Stored data:
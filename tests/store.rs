use std::sync::atomic::Ordering;
use std::sync::{Arc, Mutex};

use statefold::app::{build_store, set_age, set_name};
use statefold::errors::DispatchError;
use statefold::slices::age;
use statefold::state::AppState;
use statefold::store::Store;

mod common;
use common::*;

/********************
 * Bootstrap
 ********************/

#[test]
fn test_bootstrap_state_before_any_dispatch() {
    let store = app_store();
    assert_age(&store, 20);
    assert_name(&store, "John Doe");
}

#[test]
fn test_build_store_wiring_matches_fixture() {
    let store = build_store().expect("fixed mapping is collision-free");
    assert_eq!(store.get_state(), app_store().get_state());
    assert_eq!(store.aggregate().len(), 2);
}

#[test]
fn test_explicit_initial_state() {
    let aggregate = statefold::app::aggregate().unwrap();
    let seeded = AppState::builder().with_age(42).with_name("Ada").build();
    let store = Store::with_state(aggregate, seeded);

    assert_age(&store, 42);
    assert_name(&store, "Ada");

    // Dispatching still works from the explicit starting record.
    store.dispatch(set_age(43)).unwrap();
    assert_age(&store, 43);
}

/********************
 * Dispatch
 ********************/

#[test]
fn test_dispatch_updates_only_the_targeted_slice() {
    let store = app_store();
    store.dispatch(set_name("Alice")).unwrap();
    assert_name(&store, "Alice");
    assert_age(&store, 20);
}

#[test]
fn test_sequential_dispatches_last_write_wins() {
    let store = app_store();
    let (_subscription, notifications) = counting_subscriber(&store);

    store.dispatch(set_age(31)).unwrap();
    store.dispatch(set_age(32)).unwrap();

    assert_age(&store, 32);
    assert_eq!(
        notifications.load(Ordering::SeqCst),
        2,
        "each dispatch delivers its own notification"
    );
}

#[test]
fn test_get_state_returns_detached_snapshot() {
    let store = app_store();
    let before = store.get_state();

    store.dispatch(set_name("Alice")).unwrap();

    // The old snapshot is a valid view of the past, untouched by the commit.
    assert_eq!(before.name.value, "John Doe");
    assert_name(&store, "Alice");

    // Mutating a snapshot never leaks back into the store.
    let mut copy = store.get_state();
    copy.age.value = 99;
    assert_age(&store, 20);
}

/********************
 * Subscription contract
 ********************/

#[test]
fn test_subscribers_fire_in_registration_order() {
    let store = app_store();
    let log: Arc<Mutex<Vec<&'static str>>> = Arc::new(Mutex::new(Vec::new()));

    let first = Arc::clone(&log);
    let _a = store.subscribe(move || first.lock().unwrap().push("first"));
    let second = Arc::clone(&log);
    let _b = store.subscribe(move || second.lock().unwrap().push("second"));

    store.dispatch(set_age(21)).unwrap();

    assert_eq!(*log.lock().unwrap(), vec!["first", "second"]);
}

#[test]
fn test_unsubscribe_stops_notifications_and_is_idempotent() {
    let store = app_store();
    let (subscription, notifications) = counting_subscriber(&store);

    store.dispatch(set_age(21)).unwrap();
    assert_eq!(notifications.load(Ordering::SeqCst), 1);

    subscription.unsubscribe();
    subscription.unsubscribe(); // second call is a no-op
    assert_eq!(store.subscriber_count(), 0);

    store.dispatch(set_age(22)).unwrap();
    assert_eq!(
        notifications.load(Ordering::SeqCst),
        1,
        "no notifications after unsubscribe"
    );
}

#[test]
fn test_subscriber_can_unsubscribe_itself_during_notification() {
    let store = app_store();
    let slot: Arc<Mutex<Option<statefold::store::Subscription>>> = Arc::new(Mutex::new(None));

    let own = Arc::clone(&slot);
    let subscription = store.subscribe(move || {
        if let Some(subscription) = own.lock().unwrap().take() {
            subscription.unsubscribe();
        }
    });
    *slot.lock().unwrap() = Some(subscription);

    store.dispatch(set_age(21)).unwrap();
    assert_eq!(store.subscriber_count(), 0);

    // The second dispatch finds nobody left to notify.
    store.dispatch(set_age(22)).unwrap();
    assert_age(&store, 22);
}

#[test]
fn test_failed_dispatch_notifies_nobody() {
    let store = broken_age_store();
    let (_subscription, notifications) = counting_subscriber(&store);

    let err = store.dispatch(set_age(31)).unwrap_err();
    assert_eq!(
        err,
        DispatchError::ShapeViolation {
            slice: age::AGE,
            tag: age::SET_AGE,
        }
    );
    assert_eq!(notifications.load(Ordering::SeqCst), 0);
    assert_age(&store, 20);
}

/********************
 * Re-entrancy
 ********************/

#[test]
fn test_reentrant_dispatch_from_subscriber_is_rejected() {
    let store = Arc::new(app_store());
    let nested: Arc<Mutex<Option<Result<(), DispatchError>>>> = Arc::new(Mutex::new(None));

    let inner_store = Arc::clone(&store);
    let inner_result = Arc::clone(&nested);
    let _subscription = store.subscribe(move || {
        let result = inner_store.dispatch(set_age(99));
        *inner_result.lock().unwrap() = Some(result);
    });

    store.dispatch(set_age(31)).unwrap();

    assert_eq!(
        *nested.lock().unwrap(),
        Some(Err(DispatchError::ReentrantDispatch { tag: age::SET_AGE })),
        "the nested dispatch is rejected, not queued"
    );
    // The outer transition committed exactly once; the nested one never ran.
    assert_age(&store, 31);
}

#[test]
fn test_store_recovers_after_rejected_reentrant_dispatch() {
    let store = Arc::new(app_store());

    let inner_store = Arc::clone(&store);
    let subscription = store.subscribe(move || {
        let _ = inner_store.dispatch(set_age(99));
    });

    store.dispatch(set_age(31)).unwrap();
    subscription.unsubscribe();

    // The in-flight guard cleared; later dispatches proceed normally.
    store.dispatch(set_age(32)).unwrap();
    assert_age(&store, 32);
}

/********************
 * Unclaimed tags
 ********************/

#[test]
fn test_unclaimed_tag_leaves_every_slice_unchanged() {
    let store = age_only_store();
    let before = store.get_state();

    store.dispatch(set_name("Alice")).unwrap();

    assert_eq!(
        store.get_state(),
        before,
        "an action no slice claims passes through every reducer"
    );
}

EXERCISE INSTRUCTIONS: Looking back over the records above, in how many lines does the word "sync" occur? Give the number alone.

EXERCISE SOLUTION: 2